Top Iranian stem cell scientist Dr. Masoud Soleimani has been behind bars in the United States without trial for the past seven months.
Back in October last year, Soleimani, a professor and biomedical researcher at the Tarbiat Modares University (TMU) in Tehran, was arrested by the US Federal Bureau of Investigation (FBI) upon his arrival in the US.
According to his Atlanta attorney, Leonard Franco, he has since been held behind bars in a jail in Atlanta without bond.
Soleimani had been invited by the Mayo Clinic in Minnesota for leading a research program there, but he was secretly indicted by the FBI, which also canceled his research visa. Neither the FBI nor the US prosecutors have so far officially commented on his detention.
BJay Pak, the US attorney in Atlanta, secured Soleimani’s indictment on June 12, 2018, just a month after President Donald Trump withdrew the US from the Iran nuclear deal, and Soleimani had been fully unaware of such an indictment when he flew to the US.
Franco and Page Pate, another Atlanta lawyer, said that they had been puzzled by the federal government’s decision to prosecute a renowned Iranian professor and two of his former students – Mahboobe Ghaedi and Maryam Jazayeri – for purported trade sanction violations over eight vials of human growth hormone.
Franco said that Soleimani’s treatment by federal authorities, the revocation of his visa and the decision to detain him without bond doesn’t square with Soleimani’s international reputation as a scholar, professor, and doctor widely known in the field of stem cell research and regenerative medicine. Soleimani has no criminal history anywhere in the world, he added.
The hormone, which is a form of synthetic protein, was seized from Jazayeri in 2016 by customs authorities in Atlanta when she was heading to Iran to give it to professor Soleimani for research purposes. Jazayeri had received the hormone from Ghaedi.
The seizure occurred at a time when Washington was still a signatory to the 2015 nuclear deal, officially known as the Joint Comprehensive Plan of Action (JCPOA), and anti-Iran sanctions had not been re-imposed yet.
The growth hormone is not banned in the US or Iran and was being used “exclusively for medical research”, which is still considered largely exempt from US sanctions, Franco said.
However, Ghaedi and Jazayeri faced similar federal charges for attempting to supply Soleimani with the growth hormone.

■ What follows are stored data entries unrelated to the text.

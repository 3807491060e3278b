//! In-memory read caches and the registry that invalidates them.
//!
//! Caches are invalidated by reference: `invalidate()` marks the cached value
//! stale and bumps its generation; the owner decides when to refetch.

use std::collections::HashMap;
use std::sync::{Arc, Mutex, MutexGuard, PoisonError};

use chrono::{DateTime, Utc};

use tellmemo_core::ProjectId;

/// Identity of a downstream read cache.
#[derive(Debug, Clone, PartialEq, Eq, Hash)]
pub enum CacheKey {
    ProjectList,
    MeetingList,
    ProjectSummaries(ProjectId),
    ProjectBlockers(ProjectId),
}

impl core::fmt::Display for CacheKey {
    fn fmt(&self, f: &mut core::fmt::Formatter<'_>) -> core::fmt::Result {
        match self {
            CacheKey::ProjectList => f.write_str("projects"),
            CacheKey::MeetingList => f.write_str("meetings"),
            CacheKey::ProjectSummaries(p) => write!(f, "projects/{p}/summaries"),
            CacheKey::ProjectBlockers(p) => write!(f, "projects/{p}/blockers"),
        }
    }
}

/// Anything that can be marked stale.
pub trait Invalidate: Send + Sync {
    fn invalidate(&self);
}

#[derive(Debug)]
struct CacheState<T> {
    value: Option<T>,
    stale: bool,
    generation: u64,
    cached_at: Option<DateTime<Utc>>,
}

/// A single cached value with staleness tracking.
#[derive(Debug)]
pub struct ReadCache<T> {
    state: Mutex<CacheState<T>>,
}

impl<T: Clone> ReadCache<T> {
    pub fn new() -> Self {
        Self {
            state: Mutex::new(CacheState { value: None, stale: true, generation: 0, cached_at: None }),
        }
    }

    /// Store a freshly fetched value.
    pub fn put(&self, value: T) {
        let mut state = self.lock();
        state.value = Some(value);
        state.stale = false;
        state.cached_at = Some(Utc::now());
    }

    /// Last stored value, stale or not.
    pub fn get(&self) -> Option<T> {
        self.lock().value.clone()
    }

    /// Value only if it is not stale and not older than `max_age`.
    pub fn get_fresh(&self, max_age: Option<chrono::Duration>) -> Option<T> {
        let state = self.lock();
        if state.stale {
            return None;
        }
        if let (Some(max), Some(cached_at)) = (max_age, state.cached_at) {
            if Utc::now().signed_duration_since(cached_at) > max {
                return None;
            }
        }
        state.value.clone()
    }

    pub fn is_stale(&self) -> bool {
        self.lock().stale
    }

    /// Number of invalidations seen so far.
    pub fn generation(&self) -> u64 {
        self.lock().generation
    }

    fn lock(&self) -> MutexGuard<'_, CacheState<T>> {
        self.state.lock().unwrap_or_else(PoisonError::into_inner)
    }
}

impl<T: Clone> Default for ReadCache<T> {
    fn default() -> Self {
        Self::new()
    }
}

impl<T: Clone + Send> Invalidate for ReadCache<T> {
    fn invalidate(&self) {
        let mut state = self.lock();
        state.stale = true;
        state.generation += 1;
    }
}

#[derive(Default)]
struct RegistryState {
    caches: HashMap<CacheKey, Vec<Arc<dyn Invalidate>>>,
    invalidations: HashMap<CacheKey, u64>,
}

/// Caches registered by key.
///
/// Invalidating a key nobody registered is still counted, so consumers that
/// show up later can tell their data may already be out of date.
#[derive(Default)]
pub struct CacheRegistry {
    state: Mutex<RegistryState>,
}

impl CacheRegistry {
    pub fn new() -> Self {
        Self::default()
    }

    pub fn register(&self, key: CacheKey, cache: Arc<dyn Invalidate>) {
        tracing::debug!(cache = %key, "registering read cache");
        self.lock().caches.entry(key).or_default().push(cache);
    }

    /// Drop every cache registered under `key`.
    pub fn unregister(&self, key: &CacheKey) {
        self.lock().caches.remove(key);
    }

    /// Mark every cache under `key` stale. Returns how many were notified.
    pub fn invalidate(&self, key: &CacheKey) -> usize {
        // Collect first so cache callbacks never run under the registry lock.
        let targets: Vec<Arc<dyn Invalidate>> = {
            let mut state = self.lock();
            *state.invalidations.entry(key.clone()).or_insert(0) += 1;
            state.caches.get(key).cloned().unwrap_or_default()
        };

        for cache in &targets {
            cache.invalidate();
        }
        tracing::debug!(cache = %key, notified = targets.len(), "cache invalidated");
        targets.len()
    }

    pub fn invalidation_count(&self, key: &CacheKey) -> u64 {
        self.lock().invalidations.get(key).copied().unwrap_or(0)
    }

    fn lock(&self) -> MutexGuard<'_, RegistryState> {
        self.state.lock().unwrap_or_else(PoisonError::into_inner)
    }
}

impl core::fmt::Debug for CacheRegistry {
    fn fmt(&self, f: &mut core::fmt::Formatter<'_>) -> core::fmt::Result {
        let state = self.lock();
        f.debug_struct("CacheRegistry")
            .field("keys", &state.caches.keys().collect::<Vec<_>>())
            .field("invalidations", &state.invalidations)
            .finish()
    }
}

#[cfg(test)]
mod tests {
    use super::*;

    #[test]
    fn put_then_invalidate_marks_stale() {
        let cache: ReadCache<Vec<String>> = ReadCache::new();
        assert!(cache.is_stale());

        cache.put(vec!["p1".into()]);
        assert!(!cache.is_stale());
        assert_eq!(cache.get_fresh(None), Some(vec!["p1".to_string()]));

        cache.invalidate();
        assert!(cache.is_stale());
        assert_eq!(cache.generation(), 1);
        assert_eq!(cache.get_fresh(None), None);
        // The stale value is still readable for display while refetching.
        assert_eq!(cache.get(), Some(vec!["p1".to_string()]));
    }

    #[test]
    fn max_age_expires_fresh_values() {
        let cache = ReadCache::new();
        cache.put(1u32);
        assert_eq!(cache.get_fresh(Some(chrono::Duration::hours(1))), Some(1));
        assert_eq!(cache.get_fresh(Some(chrono::Duration::milliseconds(-1))), None);
    }

    #[test]
    fn registry_invalidates_every_cache_under_a_key() {
        let registry = CacheRegistry::new();
        let a = Arc::new(ReadCache::<u32>::new());
        let b = Arc::new(ReadCache::<u32>::new());
        a.put(1);
        b.put(2);
        registry.register(CacheKey::ProjectList, a.clone());
        registry.register(CacheKey::ProjectList, b.clone());

        assert_eq!(registry.invalidate(&CacheKey::ProjectList), 2);
        assert!(a.is_stale() && b.is_stale());
        assert_eq!(registry.invalidation_count(&CacheKey::ProjectList), 1);
    }

    #[test]
    fn unregistered_keys_are_still_counted() {
        let registry = CacheRegistry::new();
        let key = CacheKey::ProjectSummaries(ProjectId::from("p1"));
        assert_eq!(registry.invalidate(&key), 0);
        assert_eq!(registry.invalidation_count(&key), 1);
        assert_eq!(key.to_string(), "projects/p1/summaries");
    }
}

Ghaedi is a permanent American resident and an assistant professor at Yale University’s School of Medicine. She is free on a $250,000 bond. Jazayeri is a naturalized US citizen and Kentucky resident and has conducted medical research at the University of Louisville. She is currently free on a $200,000 bond.
“I truly don’t understand it,” Franco said of the government’s decision to prosecute, adding that it appeared to be “some type of policy argument.”Pate, who represents Jazayeri, said his client was “completely confused by all this.”
Motions to dismiss the charges are pending in federal court in Atlanta in front of US District Judge Eleanor Ross. However, Federal prosecutors in Atlanta have not yet responded to the motions.
According to TMU authorities, hearing this case has been adjourned for at least three times since October and his family and the TMU have so far paid $70,000 to his lawyers to prove his innocence, but all to no avail.
Almost 50 Iranian nationals are currently imprisoned in the United States under various pretexts, mainly bypassing the US sanctions.